• TASK GOAL: Take the entries below and give them back exactly. Leave out nothing.

• SOURCE INFORMATION:
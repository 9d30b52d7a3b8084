//! Base layer: address plan and interface wiring.
//!
//! The base layer turns the declared topology into an addressed one:
//!
//! 1. every network without an explicit prefix gets one from the default
//!    plan and an address pool is opened for it
//! 2. overlapping prefixes anywhere in the registry are rejected
//! 3. each exchange route server takes the top address of its LAN
//! 4. every node interface receives an address; exchange members prefer
//!    `.{asn}` on the peering LAN, routers receive a loopback
//!
//! Hosts must join exactly one network.

use super::{merge_stateless, Layer, RenderContext};
use crate::error::{EmuError, Result};
use crate::ip::{plan, AddressPool, Ipv4Prefix};
use crate::registry::{Network, NetworkId, Node, NodeRole, Registry};
use std::any::Any;
use std::net::Ipv4Addr;
use std::rc::Rc;

#[derive(Debug, Clone, Copy, Default)]
pub struct Base;

impl Layer for Base {
    fn name(&self) -> &str {
        "Base"
    }

    fn dependencies(&self) -> Vec<String> {
        Vec::new()
    }

    fn materialize(&self, ctx: &mut RenderContext<'_>) -> Result<()> {
        let registry = &mut *ctx.registry;
        assign_prefixes(registry)?;
        check_overlaps(registry)?;
        wire_route_servers(registry)?;
        wire_autonomous_systems(registry)?;

        log::info!(
            "Base layer addressed {} nodes across {} autonomous systems and {} exchanges",
            registry.node_count(),
            registry.asns().len(),
            registry.exchange_ids().len()
        );
        Ok(())
    }

    fn merge_with(&self, other: &dyn Layer) -> Result<Rc<dyn Layer>> {
        merge_stateless::<Base>(self.name(), other)
    }

    fn as_any(&self) -> &dyn Any {
        self
    }
}

fn assign_prefixes(registry: &mut Registry) -> Result<()> {
    for asys in registry.autonomous_systems_mut() {
        let asn = asys.asn();
        let (networks, _) = asys.split_mut();
        for (index, network) in networks.iter_mut().enumerate() {
            let prefix = match network.prefix() {
                Some(prefix) => prefix,
                None => plan::local_network_prefix(asn, index)?,
            };
            network.open_pool(prefix);
        }
    }

    for ix in registry.exchanges_mut() {
        let id = ix.id();
        let lan = ix.peering_lan_mut();
        let prefix = match lan.prefix() {
            Some(prefix) => prefix,
            None => plan::exchange_prefix(id)?,
        };
        lan.open_pool(prefix);
    }
    Ok(())
}

fn check_overlaps(registry: &Registry) -> Result<()> {
    let prefixed: Vec<(&NetworkId, Ipv4Prefix)> = registry
        .networks()
        .filter_map(|network| network.prefix().map(|prefix| (network.id(), prefix)))
        .collect();

    for (i, (a_id, a)) in prefixed.iter().enumerate() {
        for (b_id, b) in &prefixed[i + 1..] {
            if a.overlaps(b) {
                return Err(EmuError::InvalidTopology(format!(
                    "network {} ({}) overlaps network {} ({})",
                    a_id, a, b_id, b
                )));
            }
        }
    }
    Ok(())
}

fn open_pool(network: &mut Network) -> Result<&mut AddressPool> {
    let id = network.id().clone();
    network
        .pool_mut()
        .ok_or_else(|| EmuError::InvalidTopology(format!("network {} has no prefix", id)))
}

fn set_address(node: &mut Node, network: &NetworkId, addr: Ipv4Addr) {
    if let Some(iface) = node
        .interfaces_mut()
        .iter_mut()
        .find(|iface| &iface.network == network)
    {
        iface.address = Some(addr);
    }
}

fn wire_route_servers(registry: &mut Registry) -> Result<()> {
    for ix in registry.exchanges_mut() {
        let network = NetworkId::exchange(ix.id());
        let (lan, route_server) = ix.split_mut();
        let owner = route_server.identifier();
        let addr = open_pool(lan)?.assign(NodeRole::RouteServer, &owner)?;
        set_address(route_server, &network, addr);
    }
    Ok(())
}

fn wire_autonomous_systems(registry: &mut Registry) -> Result<()> {
    let (autonomous_systems, exchanges) = registry.parts_mut();

    for asys in autonomous_systems.values_mut() {
        let asn = asys.asn();
        let (networks, nodes) = asys.split_mut();
        let mut router_index = 0;

        for node in nodes.iter_mut() {
            let owner = node.identifier();
            let role = node.role();

            if role == NodeRole::Host && node.interfaces().len() != 1 {
                return Err(EmuError::InvalidTopology(format!(
                    "host {} must join exactly one network, joined {}",
                    owner,
                    node.interfaces().len()
                )));
            }
            if role == NodeRole::Router {
                router_index += 1;
                node.set_loopback(plan::loopback_address(asn, router_index)?);
            }

            for iface in node.interfaces_mut() {
                let addr = match &iface.network {
                    NetworkId::Local { name, .. } => {
                        let network = networks
                            .iter_mut()
                            .find(|network| network.name() == *name)
                            .ok_or_else(|| EmuError::unknown("network", &iface.network))?;
                        open_pool(network)?.assign(role, &owner)?
                    }
                    NetworkId::Exchange(id) => {
                        let ix = exchanges
                            .get_mut(id)
                            .ok_or_else(|| EmuError::unknown("internet exchange", id))?;
                        let pool = open_pool(ix.peering_lan_mut())?;
                        match plan::exchange_member_offset(asn).filter(|offset| pool.is_free(*offset)) {
                            Some(offset) => pool.assign_fixed(offset, &owner)?,
                            None => pool.assign(role, &owner)?,
                        }
                    }
                };
                iface.address = Some(addr);
            }
        }
    }
    Ok(())
}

• YOUR SOLUTION:
repository 9d30b52d7a3b8084
//! Base layer: address plan and interface wiring.
//!
//! The base layer turns the declared topology into an addressed one:
//!
//! 1. every network without an explicit prefix gets one from the default
//!    plan and an address pool is opened for it
//! 2. overlapping prefixes anywhere in the registry are rejected
//! 3. each exchange route server takes the top address of its LAN
//! 4. every node interface receives an address; exchange members prefer
//!    `.{asn}` on the peering LAN, routers receive a loopback
//!
//! Hosts must join exactly one network.

use super::{merge_stateless, Layer, RenderContext};
use crate::error::{EmuError, Result};
use crate::ip::{plan, AddressPool, Ipv4Prefix};
use crate::registry::{Network, NetworkId, Node, NodeRole, Registry};
use std::any::Any;
use std::net::Ipv4Addr;
use std::rc::Rc;

#[derive(Debug, Clone, Copy, Default)]
pub struct Base;

impl Layer for Base {
    fn name(&self) -> &str {
        "Base"
    }

    fn dependencies(&self) -> Vec<String> {
        Vec::new()
    }

    fn materialize(&self, ctx: &mut RenderContext<'_>) -> Result<()> {
        let registry = &mut *ctx.registry;
        assign_prefixes(registry)?;
        check_overlaps(registry)?;
        wire_route_servers(registry)?;
        wire_autonomous_systems(registry)?;

        log::info!(
            "Base layer addressed {} nodes across {} autonomous systems and {} exchanges",
            registry.node_count(),
            registry.asns().len(),
            registry.exchange_ids().len()
        );
        Ok(())
    }

    fn merge_with(&self, other: &dyn Layer) -> Result<Rc<dyn Layer>> {
        merge_stateless::<Base>(self.name(), other)
    }

    fn as_any(&self) -> &dyn Any {
        self
    }
}

fn assign_prefixes(registry: &mut Registry) -> Result<()> {
    for asys in registry.autonomous_systems_mut() {
        let asn = asys.asn();
        let (networks, _) = asys.split_mut();
        for (index, network) in networks.iter_mut().enumerate() {
            let prefix = match network.prefix() {
                Some(prefix) => prefix,
                None => plan::local_network_prefix(asn, index)?,
            };
            network.open_pool(prefix);
        }
    }

    for ix in registry.exchanges_mut() {
        let id = ix.id();
        let lan = ix.peering_lan_mut();
        let prefix = match lan.prefix() {
            Some(prefix) => prefix,
            None => plan::exchange_prefix(id)?,
        };
        lan.open_pool(prefix);
    }
    Ok(())
}

fn check_overlaps(registry: &Registry) -> Result<()> {
    let prefixed: Vec<(&NetworkId, Ipv4Prefix)> = registry
        .networks()
        .filter_map(|network| network.prefix().map(|prefix| (network.id(), prefix)))
        .collect();

    for (i, (a_id, a)) in prefixed.iter().enumerate() {
        for (b_id, b) in &prefixed[i + 1..] {
            if a.overlaps(b) {
                return Err(EmuError::InvalidTopology(format!(
                    "network {} ({}) overlaps network {} ({})",
                    a_id, a, b_id, b
                )));
            }
        }
    }
    Ok(())
}

fn open_pool(network: &mut Network) -> Result<&mut AddressPool> {
    let id = network.id().clone();
    network
        .pool_mut()
        .ok_or_else(|| EmuError::InvalidTopology(format!("network {} has no prefix", id)))
}

fn set_address(node: &mut Node, network: &NetworkId, addr: Ipv4Addr) {
    if let Some(iface) = node
        .interfaces_mut()
        .iter_mut()
        .find(|iface| &iface.network == network)
    {
        iface.address = Some(addr);
    }
}

fn wire_route_servers(registry: &mut Registry) -> Result<()> {
    for ix in registry.exchanges_mut() {
        let network = NetworkId::exchange(ix.id());
        let (lan, route_server) = ix.split_mut();
        let owner = route_server.identifier();
        let addr = open_pool(lan)?.assign(NodeRole::RouteServer, &owner)?;
        set_address(route_server, &network, addr);
    }
    Ok(())
}

fn wire_autonomous_systems(registry: &mut Registry) -> Result<()> {
    let (autonomous_systems, exchanges) = registry.parts_mut();

    for asys in autonomous_systems.values_mut() {
        let asn = asys.asn();
        let (networks, nodes) = asys.split_mut();
        let mut router_index = 0;

        for node in nodes.iter_mut() {
            let owner = node.identifier();
            let role = node.role();

            if role == NodeRole::Host && node.interfaces().len() != 1 {
                return Err(EmuError::InvalidTopology(format!(
                    "host {} must join exactly one network, joined {}",
                    owner,
                    node.interfaces().len()
                )));
            }
            if role == NodeRole::Router {
                router_index += 1;
                node.set_loopback(plan::loopback_address(asn, router_index)?);
            }

            for iface in node.interfaces_mut() {
                let addr = match &iface.network {
                    NetworkId::Local { name, .. } => {
                        let network = networks
                            .iter_mut()
                            .find(|network| network.name() == *name)
                            .ok_or_else(|| EmuError::unknown("network", &iface.network))?;
                        open_pool(network)?.assign(role, &owner)?
                    }
                    NetworkId::Exchange(id) => {
                        let ix = exchanges
                            .get_mut(id)
                            .ok_or_else(|| EmuError::unknown("internet exchange", id))?;
                        let pool = open_pool(ix.peering_lan_mut())?;
                        match plan::exchange_member_offset(asn).filter(|offset| pool.is_free(*offset)) {
                            Some(offset) => pool.assign_fixed(offset, &owner)?,
                            None => pool.assign(role, &owner)?,
                        }
                    }
                };
                iface.address = Some(addr);
            }
        }
    }
    Ok(())
}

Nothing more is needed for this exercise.